Cela fait, il faut se procurer un émail qui ne soit ni tendre ni dur : trop tendre, il est sujet à se fendre ; trop dur, on risque de fondre la plaque. Quant à la couleur, il faut que la pâte en soit d’un beau blanc de lait. Il est parfait, s’il réunit à ces qualités la finesse du grain. Le grain de l’émail sera fin, si l’endroit de sa surface d’où il s’en sera détaché un éclat, paroît égal, lisse & poli.

On prendra le pain d’émail, on le frappera à petits coups de marteau, en le soûtenant de l’extrémité du doigt. On recueillera tous les petits éclats dans une serviette qu’on étendra sur soi ; on les mettra dans un mortier d’agate, en quantité proportionnée au besoin qu’on en a. On versera un peu d’eau dans le mortier : il faut que cette eau soit froide & pure : les artistes préferent celle de fontaine à celle de riviere. On aura une molette d’agate ; on broyera les morceaux d’émail, qu’on arrosera à mesure qu’ils se pulveriseront : il ne faut jamais les broyer à sec. On se gardera bien de continuer le broyement trop long-tems. S’il est à-propos de ne pas sentir l’émail graveleux, soit au toucher, soit sous la molette, il ne faut pas non plus qu’il soit en boue : on le réduira en molécules égales ; car l’inégalité supposant des grains plus petits les uns que les autres, les petits ne pourroient s’arranger autour des gros, sans y laisser des vuides inégaux, & sans occasionner des vents. On peut en un bon quart-d’heure broyer autant d’émail qu’il en faut pour charger une boîte.

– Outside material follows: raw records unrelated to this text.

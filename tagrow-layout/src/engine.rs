//! Flow layout engine - wrap, truncate, and reserve room for the indicator.
//!
//! Items are packed left-to-right until the next one would cross the
//! container's right edge, then wrapped to a new line, like CSS
//! `flex-wrap: wrap`. On the last permitted line every item that still has
//! successors must leave room for the overflow indicator after it; the first
//! one that can't is dropped together with everything after it, and the
//! indicator takes its place. The hidden count falls out of the scan itself,
//! so no second pass is needed.

use tracing::{debug, trace};

use crate::item::MeasuredItem;
use crate::params::FlowParams;
use crate::result::{LayoutResult, OverflowDescriptor, Placement};

/// Lay out `items` under `params`.
///
/// Total and deterministic: any input produces a result, and identical
/// inputs produce identical results.
pub fn layout(items: &[MeasuredItem], params: &FlowParams) -> LayoutResult {
    if items.is_empty() {
        return LayoutResult::empty();
    }

    let max_width = u64::from(params.container_max_width);
    let mut cursor = Cursor::new();
    let mut placements = Vec::with_capacity(items.len());

    for (index, item) in items.iter().enumerate() {
        let width = u64::from(item.width);
        let has_successors = index + 1 < items.len();

        if cursor.x > 0 && u64::from(cursor.x) + width > max_width {
            if params.max_lines.is_last(cursor.line) {
                trace!(index, line = cursor.line, "line limit reached on wrap");
                break;
            }
            cursor.wrap(params.vertical_spacing);
        }

        // An item wider than the whole container can never share a line, so
        // it keeps its spot at the line start even on the last line.
        let oversized_at_start = cursor.x == 0 && width > max_width;
        if params.max_lines.is_last(cursor.line) && has_successors && !oversized_at_start {
            let with_indicator = u64::from(cursor.x)
                + width
                + u64::from(params.horizontal_spacing)
                + u64::from(params.overflow_indicator_width);
            if with_indicator > max_width {
                trace!(index, x = cursor.x, "no room for item and indicator");
                break;
            }
        }

        placements.push(Placement {
            item_index: index,
            x: cursor.x,
            y: cursor.y,
        });
        cursor.advance(item, params.horizontal_spacing);
    }

    let result = finish(items.len(), placements, &cursor, params);
    debug!(
        items = items.len(),
        visible = result.visible_count(),
        hidden = result.hidden_count(),
        width = result.total_width,
        height = result.total_height,
        "flow layout"
    );
    result
}

/// Scan state for a single pass.
#[derive(Debug)]
struct Cursor {
    x: u32,
    y: u32,
    /// 1-based line number.
    line: u32,
    line_height: u32,
    /// Right edge of the widest line so far (trailing spacing excluded).
    max_width_used: u32,
}

impl Cursor {
    fn new() -> Self {
        Self {
            x: 0,
            y: 0,
            line: 1,
            line_height: 0,
            max_width_used: 0,
        }
    }

    fn wrap(&mut self, vertical_spacing: u32) {
        self.line += 1;
        self.x = 0;
        self.y = self
            .y
            .saturating_add(self.line_height)
            .saturating_add(vertical_spacing);
        self.line_height = 0;
    }

    fn advance(&mut self, item: &MeasuredItem, horizontal_spacing: u32) {
        let right = self.x.saturating_add(item.width);
        self.line_height = self.line_height.max(item.height);
        self.max_width_used = self.max_width_used.max(right);
        self.x = right.saturating_add(horizontal_spacing);
    }
}

fn finish(
    total: usize,
    placements: Vec<Placement>,
    cursor: &Cursor,
    params: &FlowParams,
) -> LayoutResult {
    let hidden_count = total - placements.len();
    if hidden_count == 0 {
        return LayoutResult {
            placements,
            overflow: None,
            total_width: cursor.max_width_used,
            total_height: cursor.y.saturating_add(cursor.line_height),
        };
    }

    // The indicator sits at the cursor: right after the last placed item
    // (spacing included), or at the start of a line it opened on its own.
    let overflow = OverflowDescriptor {
        x: cursor.x,
        y: cursor.y,
        hidden_count,
    };
    let indicator_right = cursor.x.saturating_add(params.overflow_indicator_width);
    let line_height = cursor.line_height.max(params.overflow_indicator_height);

    LayoutResult {
        placements,
        overflow: Some(overflow),
        total_width: cursor.max_width_used.max(indicator_right),
        total_height: cursor.y.saturating_add(line_height),
    }
}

Il y a des artistes qui prétendent qu’après avoir mis l’émail en petits éclats, il faut le bien broyer & purger de ses ordures avec de l’eau-forte ; le laver dans de l’eau claire, & le broyer ensuite dans le mortier. Mais cette précaution est superflue quand on se sert d’un mortier d’agate ; la propreté suffit.

Lorsque l’émail est broyé, on verse de l’eau dessus ; on le laisse déposer, puis on décante par inclination l’eau, qui emporte avec elle la teinture que le mortier a pû donner à l’émail & à l’eau. On continue ces lotions jusqu’à ce que l’eau paroisse pure, observant à chaque lotion de laisser déposer l’émail.

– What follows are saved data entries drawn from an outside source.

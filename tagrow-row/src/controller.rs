//! Overflow controller - connects the last layout to a disclosure surface.
//!
//! The controller keeps an immutable snapshot of the most recent layout and
//! the items it was computed from. Activating the indicator slices the items
//! with the snapshot's hidden count; it never looks at a layout in progress
//! and never lays anything out itself.

use tagrow_layout::LayoutResult;

use crate::disclosure::DisclosureSurface;
use crate::indicator::indicator_label;

#[derive(Debug, Clone)]
pub struct OverflowController<T> {
    items: Vec<T>,
    snapshot: LayoutResult,
}

impl<T> OverflowController<T> {
    pub fn new() -> Self {
        Self {
            items: Vec::new(),
            snapshot: LayoutResult::empty(),
        }
    }

    /// Replace the snapshot with a new pass over `items`.
    pub fn update(&mut self, items: Vec<T>, result: LayoutResult) {
        debug_assert!(
            result.visible_count() + result.hidden_count() == items.len(),
            "layout result does not describe these items"
        );
        self.items = items;
        self.snapshot = result;
    }

    pub fn snapshot(&self) -> &LayoutResult {
        &self.snapshot
    }

    pub fn hidden_count(&self) -> usize {
        self.snapshot.hidden_count()
    }

    /// Index of the first hidden item; equals the item count when nothing is hidden.
    fn first_hidden(&self) -> usize {
        self.items.len().saturating_sub(self.hidden_count())
    }

    pub fn visible_items(&self) -> &[T] {
        &self.items[..self.first_hidden()]
    }

    pub fn hidden_items(&self) -> &[T] {
        &self.items[self.first_hidden()..]
    }

    /// Label for the indicator, if the last pass overflowed.
    pub fn indicator_label(&self) -> Option<String> {
        self.snapshot
            .overflow
            .map(|overflow| indicator_label(overflow.hidden_count))
    }
}

impl<T: Clone> OverflowController<T> {
    /// Handle activation of the overflow indicator.
    ///
    /// Opens `surface` with the hidden items and returns them. Does nothing
    /// when the last pass showed every item.
    pub fn activate<S>(&self, surface: &mut S) -> &[T]
    where
        S: DisclosureSurface<T> + ?Sized,
    {
        let hidden = self.hidden_items();
        if hidden.is_empty() {
            tracing::debug!("overflow indicator activated with nothing hidden");
            return hidden;
        }
        surface.open(hidden.to_vec());
        hidden
    }
}

impl<T> Default for OverflowController<T> {
    fn default() -> Self {
        Self::new()
    }
}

On ramassera dans une soûcoupe les différentes eaux des lotions, & on les y laissera déposer. Ce dépôt pourra servir à contre-émailler la piece, s’il en est besoin.

Tandis qu’on prépare l’émail, la plaque champlevée trempe dans de l’eau pure & froide : il faut l’y laisser au moins du soir au lendemain ; plus elle y restera de tems, mieux cela sera.